Salsha membetulkan rambutnya ke belakang telinga, benar-benar tidak menyangka di perlakukan seperti ini. Awalnya, Salsha mengira jika Aldi akan membencinya dan tak ingin bertemu dengannya lagi. Namun semua berbanding terbalik dengan apa yang terjadi.
"Apa sih, Ald. Kamu aneh banget,"
Aldi menatap Salsha intens dan lembut, "Aku cuma nggak nyangka aja kalo kamu ada di samping aku sekarang. Jangan pergi lagi, Sha."
"Ald, please," Salsha memohon, "Jangan buat aku semakin ngerasa bersalah karena udah ninggalin kamu dan nggak ngedengarin penjelasan kamu."
Aldi menghembuskan nafasnya lelah, mengacak rambut Salsha sejenak lalu menyalakan mesin mobilnya.
Selama di perjalanan, hanya keheningan yang menemani mereka berdua. Aldi dan Salsha seakan larut dengan pikirannya masing-masing. Sesekali, Salsha memang melirik Aldi. Melirik mata tajam yang kini tengah fokus menyetir.
Kadang aku benci,
Kadang aku rindu,
Kadang rasa ini tak menentu
Seketika Salsha melirik Aldi yang kini menyenandungkan lagu yang berjudul kiamat kecil hatiku itu. Aldi menyanyikannya dengan penuh penghayatan. Matanya memang masih menatap ke depan, tapi lagu itu di nyanyikannya khusus untuk Salsha.

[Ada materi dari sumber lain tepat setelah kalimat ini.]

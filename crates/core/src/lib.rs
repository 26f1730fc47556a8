pub mod companion;
pub mod content;
pub mod rng;
pub mod session;
pub mod state;
pub mod types;

pub use companion::{CompanionBrain, FishingController};
pub use content::{ContentPack, FishSpecies, FishingTuning, QualityTier};
pub use rng::RandomSource;
pub use session::{Session, SessionNote};
pub use state::{Companion, Inventory, Leader, Map, World};
pub use types::*;
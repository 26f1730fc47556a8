//! Movement collaborator: a route follower that walks a companion toward an
//! acquired target one tile per travel interval, and the tagged neighbor
//! query the reachability scanner builds its frontier from.
//! It does not decide where to go; controllers hand it targets.

use std::collections::{BTreeMap, VecDeque, btree_map::Entry};

use crate::state::{Companion, Map};
use crate::types::*;

#[derive(Clone, Copy, Debug, PartialEq, Eq)]
pub enum NeighborKind {
    /// Directly walkable ground; the scan frontier may continue through it.
    Ground,
    /// Not walkable; the scanner must probe it for resource presence.
    Probe,
}

#[derive(Clone, Copy, Debug, PartialEq, Eq)]
pub struct TaggedNeighbor {
    pub pos: Pos,
    pub kind: NeighborKind,
}

/// The four direct neighbors of `pos`, each pre-classified for physical
/// walkability so the scanner never re-tests ground cells.
pub fn direct_walkable_neighbors(map: &Map, pos: Pos) -> [TaggedNeighbor; 4] {
    neighbors(pos).map(|n| TaggedNeighbor {
        pos: n,
        kind: if map.walkable(n) { NeighborKind::Ground } else { NeighborKind::Probe },
    })
}

pub struct MovementController {
    target: Option<Pos>,
    route: VecDeque<Pos>,
    travel_interval_ms: u32,
    travel_accum_ms: u32,
}

impl MovementController {
    pub fn new(travel_interval_ms: u32) -> Self {
        Self { target: None, route: VecDeque::new(), travel_interval_ms, travel_accum_ms: 0 }
    }

    /// Plans a route from `from` to `tile` and starts following it.
    /// Returns false (and keeps no target) when no route exists.
    pub fn acquire_target(&mut self, map: &Map, from: Pos, tile: Pos) -> bool {
        self.reset();
        match bfs_route(map, from, tile) {
            Some(route) => {
                self.route = route;
                self.target = Some(tile);
                true
            }
            None => false,
        }
    }

    pub fn reset(&mut self) {
        self.target = None;
        self.route.clear();
        self.travel_accum_ms = 0;
    }

    pub fn has_target(&self) -> bool {
        self.target.is_some()
    }

    /// Advances travel by one tick. Returns true exactly once, on the tick
    /// the companion arrives at the acquired target.
    pub fn update(&mut self, tick: Tick, companion: &mut Companion) -> bool {
        let Some(target) = self.target else {
            return false;
        };

        self.travel_accum_ms += tick.delta_ms;
        while self.travel_accum_ms >= self.travel_interval_ms {
            self.travel_accum_ms -= self.travel_interval_ms;
            let Some(step) = self.route.pop_front() else {
                break;
            };
            if step.x != companion.pos.x {
                companion.facing = if step.x > companion.pos.x { Facing::East } else { Facing::West };
            }
            companion.pos = step;
        }

        if self.route.is_empty() && companion.pos == target {
            self.target = None;
            self.travel_accum_ms = 0;
            return true;
        }
        false
    }
}

/// Shortest walkable route, excluding `from`, ending at `to`.
/// `Some` with an empty route means the companion already stands there.
fn bfs_route(map: &Map, from: Pos, to: Pos) -> Option<VecDeque<Pos>> {
    if from == to {
        return Some(VecDeque::new());
    }
    if !map.walkable(from) || !map.walkable(to) {
        return None;
    }

    let mut came_from: BTreeMap<Pos, Pos> = BTreeMap::new();
    let mut queue = VecDeque::new();
    came_from.insert(from, from);
    queue.push_back(from);

    while let Some(current) = queue.pop_front() {
        if current == to {
            let mut route = VecDeque::new();
            let mut cursor = to;
            while cursor != from {
                route.push_front(cursor);
                cursor = came_from[&cursor];
            }
            return Some(route);
        }
        for neighbor in neighbors(current) {
            if !map.walkable(neighbor) {
                continue;
            }
            if let Entry::Vacant(entry) = came_from.entry(neighbor) {
                entry.insert(current);
                queue.push_back(neighbor);
            }
        }
    }

    None
}
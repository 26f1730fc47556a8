//! Bounded reachability scan: a breadth-first flood fill over a square
//! window centered on the companion, classifying every offset it can prove
//! something about. The window lives for one scan invocation only.

use std::collections::VecDeque;

use crate::companion::nav::{NeighborKind, direct_walkable_neighbors};
use crate::state::Map;
use crate::types::Pos;

#[derive(Clone, Copy, Debug, PartialEq, Eq)]
pub enum CellClass {
    /// Never reached by any walkable path from the scan origin.
    Unreachable,
    Walkable,
    /// Tested and dry: in range but neither walkable nor water.
    Blocked,
    Water,
    /// The resource query fell off the map edge; distinct from Blocked so
    /// callers can tell a real shoreline from the end of the world.
    OffMap,
}

/// Square classification grid of side `2 * radius + 1`, stored as a flat
/// buffer addressed by `y * side + x` in window-local coordinates.
pub struct LocalWindow {
    origin: Pos,
    radius: i32,
    side: i32,
    cells: Vec<CellClass>,
    pub any_water: bool,
}

impl LocalWindow {
    fn new(origin: Pos, radius: i32) -> Self {
        let side = 2 * radius + 1;
        Self {
            origin,
            radius,
            side,
            cells: vec![CellClass::Unreachable; (side * side) as usize],
            any_water: false,
        }
    }

    pub fn side(&self) -> i32 {
        self.side
    }

    pub fn origin(&self) -> Pos {
        self.origin
    }

    /// Classification at a window-local offset; `None` outside the window.
    pub fn get(&self, local: Pos) -> Option<CellClass> {
        self.index(local).map(|idx| self.cells[idx])
    }

    fn set(&mut self, local: Pos, class: CellClass) {
        if let Some(idx) = self.index(local) {
            self.cells[idx] = class;
        }
    }

    pub fn to_absolute(&self, local: Pos) -> Pos {
        Pos { y: self.origin.y + local.y - self.radius, x: self.origin.x + local.x - self.radius }
    }

    fn to_local(&self, absolute: Pos) -> Option<Pos> {
        let local =
            Pos { y: absolute.y - self.origin.y + self.radius, x: absolute.x - self.origin.x + self.radius };
        self.index(local).map(|_| local)
    }

    fn index(&self, local: Pos) -> Option<usize> {
        if local.x < 0 || local.y < 0 || local.x >= self.side || local.y >= self.side {
            return None;
        }
        Some((local.y * self.side + local.x) as usize)
    }
}

/// Flood-fills walkable ground outward from `origin`, probing non-ground
/// neighbors for water. Cells beyond `radius` are never enqueued, so the
/// scan is bounded and always completes within the tick that asked for it.
/// No side effects on the map or the companion.
pub fn scan_for_water(map: &Map, origin: Pos, radius: i32) -> LocalWindow {
    let mut window = LocalWindow::new(origin, radius);
    let center = Pos { y: radius, x: radius };
    window.set(center, CellClass::Walkable);

    let mut frontier = VecDeque::new();
    frontier.push_back(origin);

    while let Some(current) = frontier.pop_front() {
        for neighbor in direct_walkable_neighbors(map, current) {
            let Some(local) = window.to_local(neighbor.pos) else {
                continue;
            };
            if window.get(local) != Some(CellClass::Unreachable) {
                continue;
            }
            match neighbor.kind {
                NeighborKind::Ground => {
                    window.set(local, CellClass::Walkable);
                    frontier.push_back(neighbor.pos);
                }
                NeighborKind::Probe => match map.water_at(neighbor.pos) {
                    Some(true) => {
                        window.set(local, CellClass::Water);
                        window.any_water = true;
                    }
                    Some(false) => window.set(local, CellClass::Blocked),
                    None => window.set(local, CellClass::OffMap),
                },
            }
        }
    }

    window
}
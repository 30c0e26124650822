//! Rackspace Cloud Servers connection variant.

use std::net::IpAddr;
use std::sync::OnceLock;

use ortho_config::OrthoConfig;
use serde::Deserialize;

use crate::config::{ConfigError, FieldMetadata, require_field};
use crate::connection::{
    CloudConnection, ComputeApi, ConnectionFuture, Instance, InstanceSpec, ProviderError,
    StateBucket,
};

/// Rackspace account credentials, derived from `RACKSPACE_*` environment
/// variables and configuration files.
#[derive(Clone, Debug, Deserialize, OrthoConfig, PartialEq, Eq)]
#[ortho_config(prefix = "RACKSPACE")]
pub struct RackspaceCredentials {
    /// Account username.
    pub username: String,
    /// Account API key.
    pub api_key: String,
    /// Region hosting the instances. Defaults to `lon`.
    #[ortho_config(default = "lon".to_owned())]
    pub region: String,
}

impl RackspaceCredentials {
    /// Performs semantic validation on required fields.
    ///
    /// # Errors
    ///
    /// Returns [`ConfigError::MissingField`] when a required field is empty.
    pub fn validate(&self) -> Result<(), ConfigError> {
        require_field(
            &self.username,
            &FieldMetadata::new(
                "Rackspace username",
                "RACKSPACE_USERNAME",
                "username",
                "rackspace",
            ),
        )?;
        require_field(
            &self.api_key,
            &FieldMetadata::new(
                "Rackspace API key",
                "RACKSPACE_API_KEY",
                "api_key",
                "rackspace",
            ),
        )?;
        require_field(
            &self.region,
            &FieldMetadata::new("Rackspace region", "RACKSPACE_REGION", "region", "rackspace"),
        )
    }
}

/// Fields required to create a Cloud Servers instance.
#[derive(Clone, Debug, Eq, PartialEq)]
pub struct RackspaceCreateSpec {
    /// Image id to boot from.
    pub image_id: String,
    /// Flavour id. Defaults to `4` (2 GB).
    pub flavor_id: String,
}

impl Default for RackspaceCreateSpec {
    fn default() -> Self {
        Self {
            image_id: String::new(),
            flavor_id: String::from("4"),
        }
    }
}

impl InstanceSpec for RackspaceCreateSpec {
    fn validate(&self) -> Result<(), ProviderError> {
        if self.image_id.trim().is_empty() {
            return Err(ProviderError::Validation(String::from(
                "an image id is required to create a Rackspace server",
            )));
        }
        Ok(())
    }

    fn os_label(&self) -> Option<&str> {
        None
    }
}

/// Maps a raw Cloud Servers state onto the universal buckets.
#[must_use]
pub fn classify(raw_state: &str) -> StateBucket {
    match raw_state {
        "SHUTOFF" => StateBucket::Recoverable,
        "DELETED" => StateBucket::Terminal,
        _ => StateBucket::Active,
    }
}

/// Factory building the SDK adapter from credentials on first use.
pub type RackspaceApiFactory =
    Box<dyn Fn(&RackspaceCredentials) -> Box<dyn ComputeApi<RackspaceCreateSpec>> + Send + Sync>;

/// Connection to one Rackspace account and region.
///
/// Powering on a `SHUTOFF` server is implemented by the adapter as a hard
/// reboot; the Cloud Servers API has no separate start call.
pub struct RackspaceConnection {
    credentials: RackspaceCredentials,
    factory: RackspaceApiFactory,
    api: OnceLock<Box<dyn ComputeApi<RackspaceCreateSpec>>>,
}

impl RackspaceConnection {
    /// Creates a connection; the SDK adapter is built lazily on first use
    /// and reused afterwards.
    #[must_use]
    pub fn new(
        credentials: RackspaceCredentials,
        factory: impl Fn(&RackspaceCredentials) -> Box<dyn ComputeApi<RackspaceCreateSpec>>
        + Send
        + Sync
        + 'static,
    ) -> Self {
        Self {
            credentials,
            factory: Box::new(factory),
            api: OnceLock::new(),
        }
    }

    fn api(&self) -> &dyn ComputeApi<RackspaceCreateSpec> {
        self.api
            .get_or_init(|| {
                tracing::debug!(
                    region = self.credentials.region.as_str(),
                    "creating new connection to Rackspace"
                );
                (self.factory)(&self.credentials)
            })
            .as_ref()
    }
}

impl CloudConnection for RackspaceConnection {
    type CreateSpec = RackspaceCreateSpec;
    type Error = ProviderError;

    fn provider(&self) -> &'static str {
        "rackspace"
    }

    fn find_by_name<'a>(
        &'a self,
        name: &'a str,
    ) -> ConnectionFuture<'a, Vec<Instance>, ProviderError> {
        Box::pin(async move { Ok(self.api().list_by_name(name).await?) })
    }

    fn create_instance<'a>(
        &'a self,
        name: &'a str,
        spec: &'a RackspaceCreateSpec,
    ) -> ConnectionFuture<'a, Instance, ProviderError> {
        Box::pin(async move {
            spec.validate()?;
            tracing::info!(
                name,
                image = spec.image_id.as_str(),
                flavor = spec.flavor_id.as_str(),
                region = self.credentials.region.as_str(),
                "creating Rackspace server"
            );
            Ok(self.api().create(name, spec).await?)
        })
    }

    fn start_instance<'a>(
        &'a self,
        instance_id: &'a str,
    ) -> ConnectionFuture<'a, (), ProviderError> {
        Box::pin(async move { Ok(self.api().power_on(instance_id).await?) })
    }

    fn stop_instance<'a>(&'a self, instance_id: &'a str) -> ConnectionFuture<'a, (), ProviderError> {
        Box::pin(async move { Ok(self.api().power_off(instance_id).await?) })
    }

    fn destroy_instance<'a>(
        &'a self,
        instance_id: &'a str,
    ) -> ConnectionFuture<'a, (), ProviderError> {
        Box::pin(async move { Ok(self.api().destroy(instance_id).await?) })
    }

    fn describe_instance<'a>(
        &'a self,
        instance_id: &'a str,
    ) -> ConnectionFuture<'a, Option<Instance>, ProviderError> {
        Box::pin(async move { Ok(self.api().describe(instance_id).await?) })
    }

    fn classify(&self, raw_state: &str) -> StateBucket {
        classify(raw_state)
    }

    fn resolve_address(&self, instance: &Instance) -> Option<IpAddr> {
        instance.public_ip.as_deref().and_then(|ip| ip.parse().ok())
    }

    fn default_access_user(&self, _os: Option<&str>) -> Option<String> {
        Some(String::from("root"))
    }
}

#[cfg(test)]
mod tests {
    use rstest::rstest;

    use super::*;

    #[rstest]
    #[case::active("ACTIVE", StateBucket::Active)]
    #[case::build("BUILD", StateBucket::Active)]
    #[case::shutoff("SHUTOFF", StateBucket::Recoverable)]
    #[case::deleted("DELETED", StateBucket::Terminal)]
    fn classification_follows_cloud_servers_states(
        #[case] raw: &str,
        #[case] expected: StateBucket,
    ) {
        assert_eq!(classify(raw), expected);
    }

    #[test]
    fn spec_validation_requires_an_image() {
        let err = RackspaceCreateSpec::default()
            .validate()
            .expect_err("blank image id should be rejected");
        assert!(matches!(err, ProviderError::Validation(_)));
    }
}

Masih hanya beberapa bait lagu, tapi Salsha sudah mengetahui apa maksud Aldi menyanyikan lagu itu. Nafasnya tercekat, tapi ia masih bisa mencoba tersenyum, "Lo nyanyi, Ald? Suara lo jelek gitu."
Bukannya berhenti, Aldi malah melanjutkan bait lagu yang ia nyanyikan itu.
Rasa ini menyiksa ku
Menyiksa setengah mati
Kadang ingin ku akhiri semua
Sampai di sini..
Tak terbayang apa jadinya
Bila nanti kamu bahagia
Tapi bukan bersama diriku,
Ini kiamat kecil bagiku...
Dan Salsha semakin yakin dengan apa yang ia pikirkan. Ini pasti menyangkut Ferrel, lelaki yang selalu menemaninya selama dua tahun selama di Italia.
Setelah menyanyakin penggalan lagu itu, Aldi kembali fokus menyetir, sama sekali tak pernah menatap Salsha dan keadaan kembali hening.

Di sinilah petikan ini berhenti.